Last updated on

Scraping the NYT


EDIT: This method has been patched.

AI models require a lot of data to train. As a result, the truly bright conclusion AI companies came to, is to indiscriminately scrap the entire internet. /s

Evidently this came with a whole host of problems, and it especially angered publishers. I am not going to comment on the morality of what defines “fair use”, at least for this post. But given numerous ongoing lawsuits the New York Times has, regarding the unauthorized use of their content, they should have strong scraping protections (foreshadowing). So as a fun weekend project, I wanted to see how difficult it would be to scrape the NYT.

Investigation

Let’s first look at the robots.txt for some clues.

# Sitemaps

Sitemap: https://www.nytimes.com/sitemaps/new/news.xml.gz
Sitemap: https://www.nytimes.com/sitemaps/new/sitemap.xml.gz

Hmm, the only item of interest is the sitemap. Let’s switch gears and look at an article and its potential bot protection. For those following along at home:

curl "https://www.nytimes.com/2025/07/09/technology/linda-yaccarino-x-steps-down.html"

The plot thickens…

<script>
(function(){
  if (document.cookie.indexOf('NYT-S') === -1) {
    var iframe = document.createElement('iframe');
    iframe.height = 0;
    iframe.width = 0;
    iframe.style.display = 'none';
    iframe.style.visibility = 'hidden';
    iframe.src = 'https://myaccount.nytimes.com/auth/prefetch-assets';
    document.body.appendChild(iframe);
  }
})();
</script>

What if we pass a value for that NYT-S cookie…

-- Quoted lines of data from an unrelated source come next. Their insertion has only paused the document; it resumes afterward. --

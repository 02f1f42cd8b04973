//! Reverse-proxy route.
//!
//! # Responsibilities
//! - Rewrite the request line: matched route prefix replaced by the target's
//!   base path
//! - Forward the original headers minus hop-by-hop ones, with `Host`
//!   replaced and `X-Forwarded-*` / `X-Request-Id` added
//! - Stream the request body upstream
//! - Relay the upstream response verbatim, or buffer it for an interceptor
//!   that rewrites the body
//! - Retry transport failures on a fresh connection while the client has
//!   seen nothing; answer `500 Proxy error` once attempts run out
//!
//! # Data Flow
//! ```text
//! Request ─▶ build head ─▶ pool.checkout ─▶ write head + body ─▶ UpstreamReader
//!                                                                   │
//!            ┌──────────── interceptor matches? ────────────────────┤
//!            ▼ yes                                                  ▼ no
//!     buffer + rewrite ─▶ Response (new Content-Length)     raw head + parts ─▶ Downstream
//! ```

use std::sync::Arc;

use async_trait::async_trait;
use bytes::Bytes;
use http::StatusCode;
use percent_encoding::{utf8_percent_encode, AsciiSet, CONTROLS};
use tokio::io::AsyncWriteExt;
use url::Url;

use crate::error::{Error, Result};
use crate::http::headers::Headers;
use crate::http::request::{Request, X_REQUEST_ID};
use crate::http::response::Response;
use crate::observability::metrics;
use crate::proxy::pool::{ConnectionPool, PoolKey};
use crate::proxy::reader::{Framing, ResponseHead, UpstreamError, UpstreamReader};
use crate::resilience::retries::RetryPolicy;
use crate::routing::handler::{Handler, RequestContext};

/// Characters escaped when re-encoding a decoded path.
const PATH_ENCODE: &AsciiSet = &CONTROLS
    .add(b' ')
    .add(b'"')
    .add(b'#')
    .add(b'<')
    .add(b'>')
    .add(b'?')
    .add(b'`')
    .add(b'{')
    .add(b'}')
    .add(b'%');

const HOP_BY_HOP: &[&str] = &[
    "connection",
    "keep-alive",
    "proxy-connection",
    "upgrade",
    "te",
    "trailer",
    "transfer-encoding",
];

pub type InterceptPredicate = dyn Fn(&Request, &ResponseHead) -> bool + Send + Sync;
pub type RewriteBody = dyn Fn(&Request, &ResponseHead, Bytes) -> Bytes + Send + Sync;

/// Buffers matching upstream responses so their body can be rewritten.
#[derive(Clone)]
pub struct Interceptor {
    pub matches: Arc<InterceptPredicate>,
    pub rewrite: Arc<RewriteBody>,
}

enum AttemptError {
    /// Nothing reached the client; another attempt is possible.
    Transport(String),
    /// Bytes already went downstream.
    Downstream(String),
}

pub struct ProxyRoute {
    target: Url,
    key: PoolKey,
    pool: Arc<ConnectionPool>,
    retry: RetryPolicy,
    forwarded_headers: bool,
    interceptor: Option<Interceptor>,
}

impl ProxyRoute {
    pub fn new(target: Url, pool: Arc<ConnectionPool>, retry: RetryPolicy, forwarded_headers: bool) -> Result<Self> {
        let host = target
            .host_str()
            .ok_or_else(|| Error::Proxy(format!("proxy target '{}' has no host", target)))?
            .to_string();
        let tls = match target.scheme() {
            "http" => false,
            "https" => true,
            other => return Err(Error::Proxy(format!("unsupported proxy scheme '{}'", other))),
        };
        let port = target
            .port_or_known_default()
            .ok_or_else(|| Error::Proxy(format!("proxy target '{}' has no port", target)))?;
        Ok(Self {
            key: PoolKey { host, port, tls },
            target,
            pool,
            retry,
            forwarded_headers,
            interceptor: None,
        })
    }

    pub fn with_interceptor(mut self, interceptor: Interceptor) -> Self {
        self.interceptor = Some(interceptor);
        self
    }

    /// Upstream request target: the target's base path followed by the
    /// route-relative part of the client's raw target, encoding untouched.
    fn upstream_target(&self, request: &Request, short_path: &str) -> String {
        let base = self.target.path().trim_end_matches('/');
        let remainder = match raw_remainder(request, short_path) {
            Some(raw) => raw.to_string(),
            None => utf8_percent_encode(short_path, PATH_ENCODE).to_string(),
        };
        let mut target = format!("{}/{}", base, remainder);
        if let Some(q) = request.query.as_deref() {
            target.push('?');
            target.push_str(q);
        }
        target
    }

    fn host_header(&self) -> String {
        let default_port = if self.key.tls { 443 } else { 80 };
        if self.key.port == default_port {
            self.key.host.clone()
        } else {
            format!("{}:{}", self.key.host, self.key.port)
        }
    }

    fn build_head(&self, request: &Request, short_path: &str) -> Vec<u8> {
        let connection_listed: Vec<String> = request
            .headers
            .get_all("connection")
            .flat_map(|v| v.split(','))
            .map(|t| t.trim().to_ascii_lowercase())
            .filter(|t| !t.is_empty())
            .collect();

        let mut headers = Headers::new();
        for (name, value) in request.headers.iter() {
            let lower = name.to_ascii_lowercase();
            if lower == "host"
                || HOP_BY_HOP.contains(&lower.as_str())
                || connection_listed.contains(&lower)
            {
                continue;
            }
            if self.forwarded_headers && lower.starts_with("x-forwarded-") {
                continue;
            }
            headers.append(name, value);
        }
        headers.set("Host", self.host_header());

        if self.forwarded_headers {
            let peer_ip = request.connection.peer_addr.ip().to_string();
            let forwarded_for = match request.header("x-forwarded-for") {
                Some(prior) => format!("{}, {}", prior, peer_ip),
                None => peer_ip,
            };
            headers.set("X-Forwarded-For", forwarded_for);
            headers.set("X-Forwarded-Proto", request.connection.scheme());
            if let Some(host) = request.header("host") {
                headers.set("X-Forwarded-Host", host);
            }
        }
        if !headers.contains(X_REQUEST_ID) {
            headers.set(X_REQUEST_ID, request.request_id.to_string());
        }
        headers.set("Connection", "keep-alive");

        let mut head = format!(
            "{} {} HTTP/1.1\r\n",
            request.method,
            self.upstream_target(request, short_path)
        )
        .into_bytes();
        headers.write_to(&mut head);
        head.extend_from_slice(b"\r\n");
        head
    }

    async fn attempt(
        &self,
        ctx: &mut RequestContext<'_>,
        head: &[u8],
        fresh: bool,
    ) -> std::result::Result<Option<Response>, AttemptError> {
        let request = ctx.request;

        let mut conn = if fresh {
            self.pool.connect(&self.key).await
        } else {
            self.pool.checkout(&self.key).await
        }
        .map_err(transport)?;
        tracing::trace!(
            request_id = %request.request_id,
            upstream = %self.key,
            connection = conn.id(),
            reused = conn.is_reused(),
            "Forwarding request upstream"
        );

        conn.write_all(head).await.map_err(transport)?;
        if !request.body.is_empty() {
            let mut body = request.body.reader().await.map_err(transport)?;
            tokio::io::copy(&mut body, &mut conn)
                .await
                .map_err(transport)?;
        }
        conn.flush().await.map_err(transport)?;

        let mut reader = UpstreamReader::new(&mut conn);
        let upstream = reader
            .read_head(request.is_head())
            .await
            .map_err(transport)?;

        let intercept = self
            .interceptor
            .as_ref()
            .filter(|i| (i.matches)(request, &upstream));

        let response = match intercept {
            Some(interceptor) => {
                reader.decode_chunks();
                let body = reader.read_to_end().await.map_err(transport)?;
                let body = (interceptor.rewrite)(request, &upstream, body);
                let reusable = reader.is_reusable();
                drop(reader);
                conn.set_reusable(reusable);
                self.pool.release(conn);
                Some(rewritten_response(&upstream, body))
            }
            None => {
                let downstream = &mut *ctx.downstream;
                let before = downstream.bytes_written();
                let relay = async {
                    downstream.write_all(&upstream.raw).await?;
                    while let Some(part) = reader.next_part().await.map_err(upstream_io)? {
                        downstream.write_all(&part).await?;
                    }
                    downstream.flush().await
                };
                if let Err(e) = relay.await {
                    return Err(if downstream.bytes_written() > before {
                        AttemptError::Downstream(e.to_string())
                    } else {
                        AttemptError::Transport(e.to_string())
                    });
                }
                let reusable = reader.is_reusable();
                drop(reader);
                conn.set_reusable(reusable);
                self.pool.release(conn);

                let mut finished = Response::finished(upstream.status);
                if upstream.framing == Framing::UntilClose || !upstream.keep_alive {
                    // The client can only find the end of the body by EOF.
                    finished.headers.set("Connection", "close");
                }
                Some(finished)
            }
        };
        Ok(response)
    }
}

/// Slice of the raw request path that decodes to `short_path`.
///
/// The decoded path minus `short_path` is the matched route prefix; it is
/// walked through the raw path one decoded byte at a time. `None` when the
/// two disagree (the decoded path went through lossy UTF-8 repair).
fn raw_remainder<'a>(request: &'a Request, short_path: &str) -> Option<&'a str> {
    let raw_path = match request.raw_target.split_once('?') {
        Some((path, _)) => path,
        None => request.raw_target.as_str(),
    };
    let prefix = request.path.strip_suffix(short_path)?;
    let raw = raw_path.as_bytes();
    let mut pos = 0;
    for expected in prefix.bytes() {
        let (byte, width) = match raw.get(pos..pos + 3) {
            Some(&[b'%', hi, lo]) => match (hex_value(hi), hex_value(lo)) {
                (Some(hi), Some(lo)) => (hi << 4 | lo, 3),
                _ => (b'%', 1),
            },
            _ => (*raw.get(pos)?, 1),
        };
        if byte != expected {
            return None;
        }
        pos += width;
    }
    raw_path.get(pos..)
}

fn hex_value(digit: u8) -> Option<u8> {
    (digit as char).to_digit(16).map(|d| d as u8)
}

fn transport(e: impl std::fmt::Display) -> AttemptError {
    AttemptError::Transport(e.to_string())
}

fn upstream_io(e: UpstreamError) -> std::io::Error {
    match e {
        UpstreamError::Io(io) => io,
        other => std::io::Error::new(std::io::ErrorKind::InvalidData, other),
    }
}

/// Response carrying an intercepted, rewritten body. Framing headers are
/// dropped so the pipeline recomputes them.
fn rewritten_response(upstream: &ResponseHead, body: Bytes) -> Response {
    let mut response = Response::new(upstream.status);
    for (name, value) in upstream.headers.iter() {
        let lower = name.to_ascii_lowercase();
        if lower == "content-length" || HOP_BY_HOP.contains(&lower.as_str()) {
            continue;
        }
        response.headers.append(name, value);
    }
    response.body = crate::http::response::ResponseBody::Bytes(body);
    response
}

#[async_trait]
impl Handler for ProxyRoute {
    async fn handle(&self, ctx: &mut RequestContext<'_>) -> Result<Option<Response>> {
        let head = self.build_head(ctx.request, ctx.short_path);
        let request_id = ctx.request.request_id;

        let mut attempt = 1;
        loop {
            match self.attempt(ctx, &head, attempt > 1).await {
                Ok(response) => return Ok(response),
                Err(AttemptError::Downstream(message)) => {
                    tracing::error!(
                        request_id = %request_id,
                        upstream = %self.key,
                        error = %message,
                        "Proxy relay failed after response started"
                    );
                    metrics::record_proxy_failure();
                    return Err(Error::Proxy(message));
                }
                Err(AttemptError::Transport(message)) => {
                    tracing::warn!(
                        request_id = %request_id,
                        upstream = %self.key,
                        attempt,
                        error = %message,
                        "Proxy attempt failed"
                    );
                    if !self.retry.should_retry(attempt, false) {
                        tracing::error!(
                            request_id = %request_id,
                            upstream = %self.key,
                            attempts = attempt,
                            "Proxy failed, giving up"
                        );
                        metrics::record_proxy_failure();
                        return Ok(Some(Response::text(StatusCode::INTERNAL_SERVER_ERROR, "Proxy error")));
                    }
                    tokio::time::sleep(self.retry.delay_after(attempt)).await;
                    attempt += 1;
                }
            }
        }
    }
}
//! edge-relay: a self-hosted HTTP/1.1 server with a reverse proxy and a
//! multiplexing tunnel between a primary instance and satellites.

// Core subsystems
pub mod config;
pub mod error;
pub mod http;
pub mod net;
pub mod routing;

// Traffic forwarding
pub mod proxy;
pub mod tunnel;

// Cross-cutting concerns
pub mod lifecycle;
pub mod observability;
pub mod resilience;

pub use config::ServerConfig;
pub use error::{Error, Result};
pub use http::HttpServer;
pub use lifecycle::Shutdown;
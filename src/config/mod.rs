//! Configuration management subsystem.
//!
//! # Data Flow
//! ```text
//! config file (TOML)
//!     → loader.rs (parse & deserialize)
//!     → validation.rs (semantic checks)
//!     → ServerConfig (validated, immutable)
//!     → shared via Arc to all subsystems
//!
//! On file change:
//!     watcher.rs detects change
//!     → loader.rs loads new config
//!     → validation.rs validates
//!     → tunnel keys and domain aliases swapped atomically
//! ```
//!
//! # Design Decisions
//! - All fields have defaults to allow minimal configs
//! - Validation separates syntactic (serde) from semantic checks
//! - Only the reloadable subset is applied after startup

pub mod loader;
pub mod schema;
pub mod validation;
pub mod watcher;

pub use schema::HttpConfig;
pub use schema::ListenerConfig;
pub use schema::RouteConfig;
pub use schema::RouteKind;
pub use schema::SatelliteConfig;
pub use schema::ServerConfig;
pub use schema::TunnelConfig;
pub use schema::TunnelKeyConfig;
pub use schema::UpstreamConfig;
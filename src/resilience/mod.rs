//! Resilience subsystem.
//!
//! # Data Flow
//! ```text
//! Request to upstream:
//!     → timeouts.rs (connect deadline, per-request deadline)
//!     → On transport failure: retries.rs (retry if nothing sent downstream)
//!     → backoff.rs (jittered delay between attempts)
//!
//! Satellite tunnel:
//!     → backoff.rs (reconnect delay, reset once a session ends cleanly)
//! ```
//!
//! # Design Decisions
//! - Timeouts are non-negotiable; every external call has a deadline
//! - Retries never duplicate bytes the client already received
//! - Backoff delays are jittered

pub mod backoff;
pub mod retries;
pub mod timeouts;
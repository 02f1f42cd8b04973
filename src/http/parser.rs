//! Incremental HTTP/1.1 request parser.
//!
//! One [`RequestParser`] lives for the whole lifetime of a connection. Bytes
//! are appended with [`RequestParser::feed`] in whatever pieces the transport
//! delivers; [`RequestParser::next_request`] is then called until it returns
//! `None` ("need more bytes"). Each returned request resets the per-request
//! state, so pipelined requests come out one after another.
//!
//! ```text
//! feed(bytes) ─▶ fixed receive buffer ─▶ AwaitHead ──blank line──▶ AwaitBody ──len reached──▶ Request
//!                  (overflow = fatal)        ▲                        │ drains into BodySink
//!                                            └────────────────────────┘
//! ```

use std::collections::HashMap;

use bytes::{Buf, BytesMut};
use http::{Method, Version};
use percent_encoding::percent_decode_str;
use uuid::Uuid;

use crate::http::body::{BodySink, RequestBody};
use crate::http::form;
use crate::http::headers::{parse_content_length, Headers};
use crate::http::request::{ConnectionInfo, Request};

const MAX_HEADERS: usize = 128;

#[derive(Debug, thiserror::Error)]
pub enum ParseError {
    #[error("request exceeds the {capacity}-byte receive buffer")]
    BufferOverflow { capacity: usize },

    #[error("invalid request line")]
    InvalidRequestLine,

    #[error("invalid header: {0}")]
    InvalidHeader(String),

    #[error("invalid Content-Length")]
    InvalidContentLength,

    #[error("request Transfer-Encoding is not supported")]
    UnsupportedTransferEncoding,

    #[error("body spooling failed: {0}")]
    Spool(#[from] std::io::Error),
}

/// Buffer and spooling limits for one connection.
#[derive(Debug, Clone, Copy)]
pub struct ParserLimits {
    pub buffer_capacity: usize,
    pub spool_threshold: u64,
}

impl Default for ParserLimits {
    fn default() -> Self {
        Self {
            buffer_capacity: 512 * 1024,
            spool_threshold: 10 * 1024 * 1024,
        }
    }
}

/// Request line and headers, before the body has arrived.
#[derive(Debug)]
struct RequestHead {
    method: Method,
    raw_target: String,
    path: String,
    query: Option<String>,
    version: Version,
    host: String,
    headers: Headers,
    content_length: u64,
    content_type: Option<String>,
}

#[derive(Debug)]
enum ParseState {
    AwaitHead,
    AwaitBody {
        head: RequestHead,
        sink: BodySink,
        received: u64,
    },
}

/// Per-connection incremental parse state.
#[derive(Debug)]
pub struct RequestParser {
    buf: BytesMut,
    limits: ParserLimits,
    connection: ConnectionInfo,
    state: ParseState,
}

impl RequestParser {
    pub fn new(connection: ConnectionInfo, limits: ParserLimits) -> Self {
        Self {
            buf: BytesMut::with_capacity(limits.buffer_capacity.min(64 * 1024)),
            limits,
            connection,
            state: ParseState::AwaitHead,
        }
    }

    pub fn capacity(&self) -> usize {
        self.limits.buffer_capacity
    }

    /// Bytes received but not yet consumed.
    pub fn buffered(&self) -> usize {
        self.buf.len()
    }

    /// True when no request is partially received.
    pub fn is_idle(&self) -> bool {
        self.buf.is_empty() && matches!(self.state, ParseState::AwaitHead)
    }

    /// Direct access to unconsumed bytes (used once a connection is upgraded).
    pub fn buffer_mut(&mut self) -> &mut BytesMut {
        &mut self.buf
    }

    /// Append received bytes. Overflowing the fixed buffer is fatal for the
    /// connection.
    pub fn feed(&mut self, data: &[u8]) -> Result<(), ParseError> {
        if self.buf.len() + data.len() > self.limits.buffer_capacity {
            return Err(ParseError::BufferOverflow {
                capacity: self.limits.buffer_capacity,
            });
        }
        self.buf.extend_from_slice(data);
        Ok(())
    }

    /// Advance as far as the buffered bytes allow. Returns a request once its
    /// head and full body have arrived; `None` means more bytes are needed.
    pub async fn next_request(&mut self) -> Result<Option<Request>, ParseError> {
        loop {
            match &mut self.state {
                ParseState::AwaitHead => {
                    let Some(head) = self.parse_head()? else {
                        return Ok(None);
                    };
                    if head.content_length == 0 {
                        let request = self.build(head, RequestBody::Empty).await;
                        return Ok(Some(request));
                    }
                    let sink = BodySink::for_length(head.content_length, self.limits.spool_threshold)?;
                    self.state = ParseState::AwaitBody {
                        head,
                        sink,
                        received: 0,
                    };
                }
                ParseState::AwaitBody { head, sink, received } => {
                    let remaining = head.content_length - *received;
                    let take = remaining.min(self.buf.len() as u64) as usize;
                    if take > 0 {
                        let chunk = self.buf.split_to(take);
                        sink.write(&chunk).await?;
                        *received += take as u64;
                    }
                    if *received < head.content_length {
                        return Ok(None);
                    }

                    let state = std::mem::replace(&mut self.state, ParseState::AwaitHead);
                    let ParseState::AwaitBody { head, sink, received } = state else {
                        unreachable!("state checked above");
                    };
                    let body = sink.finish(received).await?;
                    let request = self.build(head, body).await;
                    return Ok(Some(request));
                }
            }
        }
    }

    fn parse_head(&mut self) -> Result<Option<RequestHead>, ParseError> {
        let mut raw_headers = [httparse::EMPTY_HEADER; MAX_HEADERS];
        let mut parsed = httparse::Request::new(&mut raw_headers);

        let consumed = match parsed.parse(&self.buf) {
            Ok(httparse::Status::Complete(n)) => n,
            Ok(httparse::Status::Partial) => return Ok(None),
            Err(httparse::Error::Token) | Err(httparse::Error::Version) => {
                return Err(ParseError::InvalidRequestLine)
            }
            Err(e) => return Err(ParseError::InvalidHeader(e.to_string())),
        };

        let method = parsed
            .method
            .and_then(|m| Method::from_bytes(m.as_bytes()).ok())
            .ok_or(ParseError::InvalidRequestLine)?;
        let raw_target = parsed.path.ok_or(ParseError::InvalidRequestLine)?.to_string();
        let version = match parsed.version {
            Some(0) => Version::HTTP_10,
            _ => Version::HTTP_11,
        };

        let mut headers = Headers::new();
        for h in parsed.headers.iter() {
            headers.append(h.name, String::from_utf8_lossy(h.value).into_owned());
        }

        if headers.contains("transfer-encoding") {
            return Err(ParseError::UnsupportedTransferEncoding);
        }

        let content_length = match headers.get("content-length") {
            Some(v) => parse_content_length(v).ok_or(ParseError::InvalidContentLength)?,
            None => 0,
        };

        let (raw_path, query) = match raw_target.split_once('?') {
            Some((p, q)) => (p, Some(q.to_string())),
            None => (raw_target.as_str(), None),
        };
        let path = percent_decode_str(raw_path).decode_utf8_lossy().into_owned();

        let host = headers
            .get("host")
            .map(strip_port)
            .unwrap_or_default()
            .to_ascii_lowercase();
        let content_type = headers.get("content-type").map(str::to_string);

        self.buf.advance(consumed);

        Ok(Some(RequestHead {
            method,
            raw_target,
            path,
            query,
            version,
            host,
            headers,
            content_length,
            content_type,
        }))
    }

    async fn build(&self, head: RequestHead, body: RequestBody) -> Request {
        let mut request = Request {
            method: head.method,
            raw_target: head.raw_target,
            path: head.path,
            query: head.query,
            version: head.version,
            host: head.host,
            headers: head.headers,
            content_length: head.content_length,
            content_type: head.content_type,
            body,
            params: HashMap::new(),
            files: Vec::new(),
            json: None,
            connection: self.connection,
            request_id: Uuid::new_v4(),
        };
        form::bind(&mut request).await;
        request
    }
}

/// `example.com:8080` -> `example.com`, `[::1]:80` -> `[::1]`.
fn strip_port(host: &str) -> &str {
    let host = host.trim();
    if host.starts_with('[') {
        return match host.find(']') {
            Some(end) => &host[..=end],
            None => host,
        };
    }
    match host.rsplit_once(':') {
        Some((name, port)) if port.chars().all(|c| c.is_ascii_digit()) => name,
        _ => host,
    }
}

curl "https://www.nytimes.com/2025/07/09/technology/linda-yaccarino-x-steps-down.html" -b "NYT-S=enroneurope"

Huh, it really was that easy.

X Chief Says She Is Leaving the Social Media Platform

Code

Here is a quick crawler, I whipped up:

// main.ts
import { CheerioCrawler, Sitemap, ProxyConfiguration } from 'crawlee';

import { router } from './routes.js';

const MAX_CONCURRENCY = 1;
const MAX_REQUESTS_PER_MINUTE = 500;
const MAX_REQUEST_RETRIES = 10;

const curlHeaders = {
    'Accept': '*/*',
    'User-Agent': 'curl/8.14.1', // Important
};

const crawler = new CheerioCrawler({
  // proxyConfiguration: new ProxyConfiguration({ proxyUrls: ['...'] }),
  requestHandler: router,
  // maxRequestsPerCrawl: 10,
  maxConcurrency: MAX_CONCURRENCY,
  maxRequestsPerMinute: MAX_REQUESTS_PER_MINUTE,
  maxRequestRetries: MAX_REQUEST_RETRIES,
  preNavigationHooks: [
    (crawlingContext, gotOptions) => {
      gotOptions.headers = {
        ...gotOptions.headers,
        ...curlHeaders,
        Cookie: 'NYT-S=enroneurope;',
      };
    }
  ],

  async failedRequestHandler({ request, log, error }) {
    log.error(`Request ${request.url} failed too many times.`, { error });
  },
});

const { urls } = await Sitemap.load('https://www.nytimes.com/sitemaps/new/sitemap-2025-07.xml.gz');

await crawler.addRequests(urls);

await crawler.run();
// router.ts
import { createCheerioRouter } from 'crawlee';
import { parseHTML } from 'linkedom';
import { Readability } from '@mozilla/readability';
import DOMPurify from 'dompurify';

export const router = createCheerioRouter();

const { window } = parseHTML('<html></html>');
const dompurify = DOMPurify(window);

router.addDefaultHandler(async ({ request, body, log, pushData }) => {
  const { document } = parseHTML(body);

  const reader = new Readability(document);
  const article = reader.parse();

  if (article) {
    log.info(`${article.title}`, { url: request.loadedUrl });

    const clean = dompurify.sanitize(article.content);

    await pushData({
      url: request.loadedUrl,
      title: article.title,
      byline: article.byline,
      content_html: clean,
      content_text: article.textContent,
      length: article.length,
    });
  } else {
    log.info('Readability.js could not parse article', { url: request.loadedUrl });
    await pushData({
      url: request.loadedUrl,
      title: 'N/A',
      byline: 'N/A',
      content_html: 'N/A',
      content_text: 'N/A',
      length: 'N/A',
    });
  }
});